# [ABOUT THIS EXERCISE]
Every line below that has the string "lookup" needs to be copied.
-----
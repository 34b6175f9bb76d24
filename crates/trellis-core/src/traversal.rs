//! # Traversal
//!
//! Cycle-safe, depth-bounded hierarchy walks over the dynamic capabilities.
//!
//! - [`HierarchyWalk`]: depth-first pre/post-order walk driven by an explicit
//!   work stack, pulled lazily one vertex at a time
//! - [`contains_within`]: breadth-first membership search from a candidate
//!   back towards the walk's start
//! - [`frontier_collect`]: breadth-first expansion that fetches each frontier
//!   level concurrently
//!
//! Every call owns its visited state. Nothing is shared between calls.

use crate::element::Vertex;
use crate::graph::{DynamicInGraph, DynamicOutGraph, Graph, VertexStream};
use crate::identity::Identity;
use crate::primitives::FRONTIER_WORKERS;
use crate::types::{Capability, Direction, GraphError, TraversalOrder};
use std::collections::{BTreeMap, BTreeSet, VecDeque};
use std::sync::mpsc;
use std::thread;
use tracing::{debug, trace};

// =============================================================================
// NEIGHBOURS
// =============================================================================

/// The adjacency a traversal follows, resolved from one graph.
#[derive(Clone, Copy)]
pub enum Neighbours<'g> {
    /// Follow out-edges.
    Children(&'g dyn DynamicOutGraph),
    /// Follow in-edges.
    Parents(&'g dyn DynamicInGraph),
}

impl<'g> Neighbours<'g> {
    /// Resolve the adjacency for `direction`, if the graph provides it.
    pub fn resolve(graph: &'g dyn Graph, direction: Direction) -> Option<Self> {
        match direction {
            Direction::Descendants => graph.as_dynamic_out().map(Self::Children),
            Direction::Ancestors => graph.as_dynamic_in().map(Self::Parents),
        }
    }

    /// Resolve the adjacency for `direction` or fail with `NotSupported`.
    pub fn require(
        graph: &'g dyn Graph,
        direction: Direction,
        operation: &'static str,
    ) -> Result<Self, GraphError> {
        Self::resolve(graph, direction).ok_or(GraphError::not_supported(
            operation,
            match direction {
                Direction::Descendants => Capability::DynamicOut,
                Direction::Ancestors => Capability::DynamicIn,
            },
        ))
    }

    /// Stream the neighbours of `id`.
    pub fn stream(self, id: &Identity) -> VertexStream<'g> {
        match self {
            Self::Children(g) => g.get_child_vertices(id),
            Self::Parents(g) => g.get_parent_vertices(id),
        }
    }

    /// Look up a single vertex.
    pub fn lookup(self, id: &Identity) -> Result<Option<Vertex>, GraphError> {
        match self {
            Self::Children(g) => g.get_vertex(id),
            Self::Parents(g) => g.get_vertex(id),
        }
    }
}

// =============================================================================
// HIERARCHY WALK
// =============================================================================

/// Whether `new` leaves strictly more room than `old`. `None` is unbounded.
fn deeper(new: Option<usize>, old: Option<usize>) -> bool {
    match (new, old) {
        (None, Some(_)) => true,
        (Some(a), Some(b)) => a > b,
        (_, None) => false,
    }
}

struct Frame<'g> {
    id: Identity,
    vertex: Option<Vertex>,
    remaining: Option<usize>,
    children: Option<VertexStream<'g>>,
    started: bool,
    emit: bool,
}

/// Lazy depth-first walk from a start vertex.
///
/// Each vertex is emitted at most once, and the walk terminates on cycles.
/// `depth = None` is unbounded; `depth = Some(0)` expands nothing. A vertex
/// reached again with more remaining depth than before is expanded again but
/// not re-emitted, so the emitted set is exactly the vertices within `depth`
/// hops of the start.
pub struct HierarchyWalk<'g> {
    neighbours: Neighbours<'g>,
    order: TraversalOrder,
    root: Identity,
    include_roots: bool,
    depth: Option<usize>,
    started: bool,
    stack: Vec<Frame<'g>>,
    emitted: BTreeSet<Identity>,
    best: BTreeMap<Identity, Option<usize>>,
}

impl<'g> HierarchyWalk<'g> {
    /// Walk `graph` from `root` in `direction`.
    ///
    /// Fails with `NotSupported` if the graph lacks the matching adjacency.
    pub fn new(
        graph: &'g dyn Graph,
        direction: Direction,
        root: Identity,
        include_roots: bool,
        depth: Option<usize>,
        order: TraversalOrder,
    ) -> Result<Self, GraphError> {
        let neighbours = Neighbours::require(graph, direction, "HierarchyWalk::new")?;
        Ok(Self::over(neighbours, root, include_roots, depth, order))
    }

    /// Walk an already resolved adjacency.
    #[must_use]
    pub fn over(
        neighbours: Neighbours<'g>,
        root: Identity,
        include_roots: bool,
        depth: Option<usize>,
        order: TraversalOrder,
    ) -> Self {
        Self {
            neighbours,
            order,
            root,
            include_roots,
            depth,
            started: false,
            stack: Vec::new(),
            emitted: BTreeSet::new(),
            best: BTreeMap::new(),
        }
    }

    fn start(&mut self) -> Result<(), GraphError> {
        debug!(root = %self.root, depth = ?self.depth, order = ?self.order, "hierarchy walk");
        let vertex = if self.include_roots {
            match self.neighbours.lookup(&self.root)? {
                Some(vertex) => Some(vertex),
                None => return Ok(()),
            }
        } else {
            None
        };
        if self.include_roots {
            self.emitted.insert(self.root.clone());
        }
        self.best.insert(self.root.clone(), self.depth);
        self.stack.push(Frame {
            id: self.root.clone(),
            vertex,
            remaining: self.depth,
            children: None,
            started: false,
            emit: self.include_roots,
        });
        Ok(())
    }

    /// Decide whether a newly reached vertex gets a frame.
    fn admit(&mut self, vertex: Vertex, remaining: Option<usize>) -> Option<Frame<'g>> {
        let id = vertex.id.clone();
        let excluded_root = !self.include_roots && id == self.root;
        let emit = !excluded_root && !self.emitted.contains(&id);
        let expand = self
            .best
            .get(&id)
            .is_none_or(|previous| deeper(remaining, *previous));
        if !emit && !expand {
            return None;
        }
        if emit {
            self.emitted.insert(id.clone());
        }
        if expand {
            self.best.insert(id.clone(), remaining);
        } else {
            // Already expanded with at least as much room; emit only.
            trace!(%id, "emit without expansion");
        }
        Some(Frame {
            id,
            vertex: Some(vertex),
            remaining: if expand { remaining } else { Some(0) },
            children: None,
            started: false,
            emit,
        })
    }
}

impl Iterator for HierarchyWalk<'_> {
    type Item = Result<Vertex, GraphError>;

    fn next(&mut self) -> Option<Self::Item> {
        if !self.started {
            self.started = true;
            if let Err(e) = self.start() {
                return Some(Err(e));
            }
        }
        loop {
            let frame = self.stack.last_mut()?;
            if !frame.started {
                frame.started = true;
                if frame.remaining != Some(0) {
                    trace!(id = %frame.id, remaining = ?frame.remaining, "expand");
                    frame.children = Some(self.neighbours.stream(&frame.id));
                }
                if self.order == TraversalOrder::Preorder && frame.emit {
                    if let Some(vertex) = frame.vertex.clone() {
                        return Some(Ok(vertex));
                    }
                }
                continue;
            }

            let remaining = frame.remaining.map(|d| d.saturating_sub(1));
            let next_child = frame.children.as_mut().and_then(Iterator::next);
            match next_child {
                Some(Err(e)) => return Some(Err(e)),
                Some(Ok(child)) => {
                    if let Some(child_frame) = self.admit(child, remaining) {
                        self.stack.push(child_frame);
                    }
                }
                None => {
                    let done = self.stack.pop()?;
                    if self.order == TraversalOrder::Postorder && done.emit {
                        if let Some(vertex) = done.vertex {
                            return Some(Ok(vertex));
                        }
                    }
                }
            }
        }
    }
}

// =============================================================================
// MEMBERSHIP
// =============================================================================

fn vertex_exists(graph: &dyn Graph, direction: Direction, id: &Identity) -> Result<bool, GraphError> {
    if let Some(dynamic) = graph.as_dynamic() {
        return Ok(dynamic.get_vertex(id)?.is_some());
    }
    let neighbours = match Neighbours::resolve(graph, direction.inverse()) {
        Some(neighbours) => neighbours,
        None => Neighbours::require(graph, direction, "contains_within")?,
    };
    Ok(neighbours.lookup(id)?.is_some())
}

/// Whether `target` lies within `depth` hops of `root` when walking in
/// `direction`.
///
/// Searches breadth-first from `target` back towards `root` through the
/// inverse adjacency. Falls back to a forward walk from `root` when the
/// inverse adjacency is missing.
pub fn contains_within(
    graph: &dyn Graph,
    direction: Direction,
    root: &Identity,
    target: &Identity,
    include_roots: bool,
    depth: Option<usize>,
) -> Result<bool, GraphError> {
    if target == root {
        return if include_roots {
            vertex_exists(graph, direction, root)
        } else {
            Ok(false)
        };
    }

    let Some(upward) = Neighbours::resolve(graph, direction.inverse()) else {
        let forward = Neighbours::require(graph, direction, "contains_within")?;
        debug!(%root, %target, "membership by forward walk");
        for vertex in HierarchyWalk::over(forward, root.clone(), false, depth, TraversalOrder::Preorder) {
            if vertex?.id == *target {
                return Ok(true);
            }
        }
        return Ok(false);
    };

    let mut visited = BTreeSet::from([target.clone()]);
    let mut queue = VecDeque::from([(target.clone(), 0usize)]);
    while let Some((id, distance)) = queue.pop_front() {
        if depth.is_some_and(|d| distance >= d) {
            continue;
        }
        for vertex in upward.stream(&id) {
            let vertex = vertex?;
            if vertex.id == *root {
                return Ok(true);
            }
            if visited.insert(vertex.id.clone()) {
                queue.push_back((vertex.id, distance.saturating_add(1)));
            }
        }
    }
    Ok(false)
}

// =============================================================================
// FRONTIER COLLECTION
// =============================================================================

/// Collect every vertex within `depth` hops of `start`, excluding `start`.
///
/// Expands one breadth-first level at a time. Each level's neighbour lists are
/// fetched on scoped worker threads and merged in completion order, so the
/// order of the result varies between runs; the set does not.
pub fn frontier_collect(
    neighbours: Neighbours<'_>,
    start: &Identity,
    depth: Option<usize>,
) -> Result<Vec<Vertex>, GraphError> {
    let mut visited = BTreeSet::from([start.clone()]);
    let mut frontier = vec![start.clone()];
    let mut collected = Vec::new();
    let mut level = 0usize;

    while !frontier.is_empty() && depth.is_none_or(|d| level < d) {
        trace!(level, width = frontier.len(), "frontier fetch");
        let workers = frontier.len().min(FRONTIER_WORKERS);
        let fetched: Result<Vec<Vertex>, GraphError> = thread::scope(|scope| {
            let (tx, rx) = mpsc::channel();
            for worker in 0..workers {
                let tx = tx.clone();
                let frontier = &frontier;
                scope.spawn(move || {
                    for id in frontier.iter().skip(worker).step_by(workers) {
                        let batch: Result<Vec<Vertex>, GraphError> = neighbours.stream(id).collect();
                        if tx.send(batch).is_err() {
                            return;
                        }
                    }
                });
            }
            drop(tx);

            let mut merged = Vec::new();
            for batch in rx {
                merged.extend(batch?);
            }
            Ok(merged)
        });

        let mut next = Vec::new();
        for vertex in fetched? {
            if visited.insert(vertex.id.clone()) {
                next.push(vertex.id.clone());
                collected.push(vertex);
            }
        }
        frontier = next;
        level = level.saturating_add(1);
    }
    Ok(collected)
}

// =============================================================================
// TESTS
// =============================================================================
-----
# [WRITTEN RESPONSE]
    pub fn lookup(self, id: &Identity) -> Result<Option<Vertex>, GraphError> {
            match self.neighbours.lookup(&self.root)? {
    Ok(neighbours.lookup(id)?.is_some())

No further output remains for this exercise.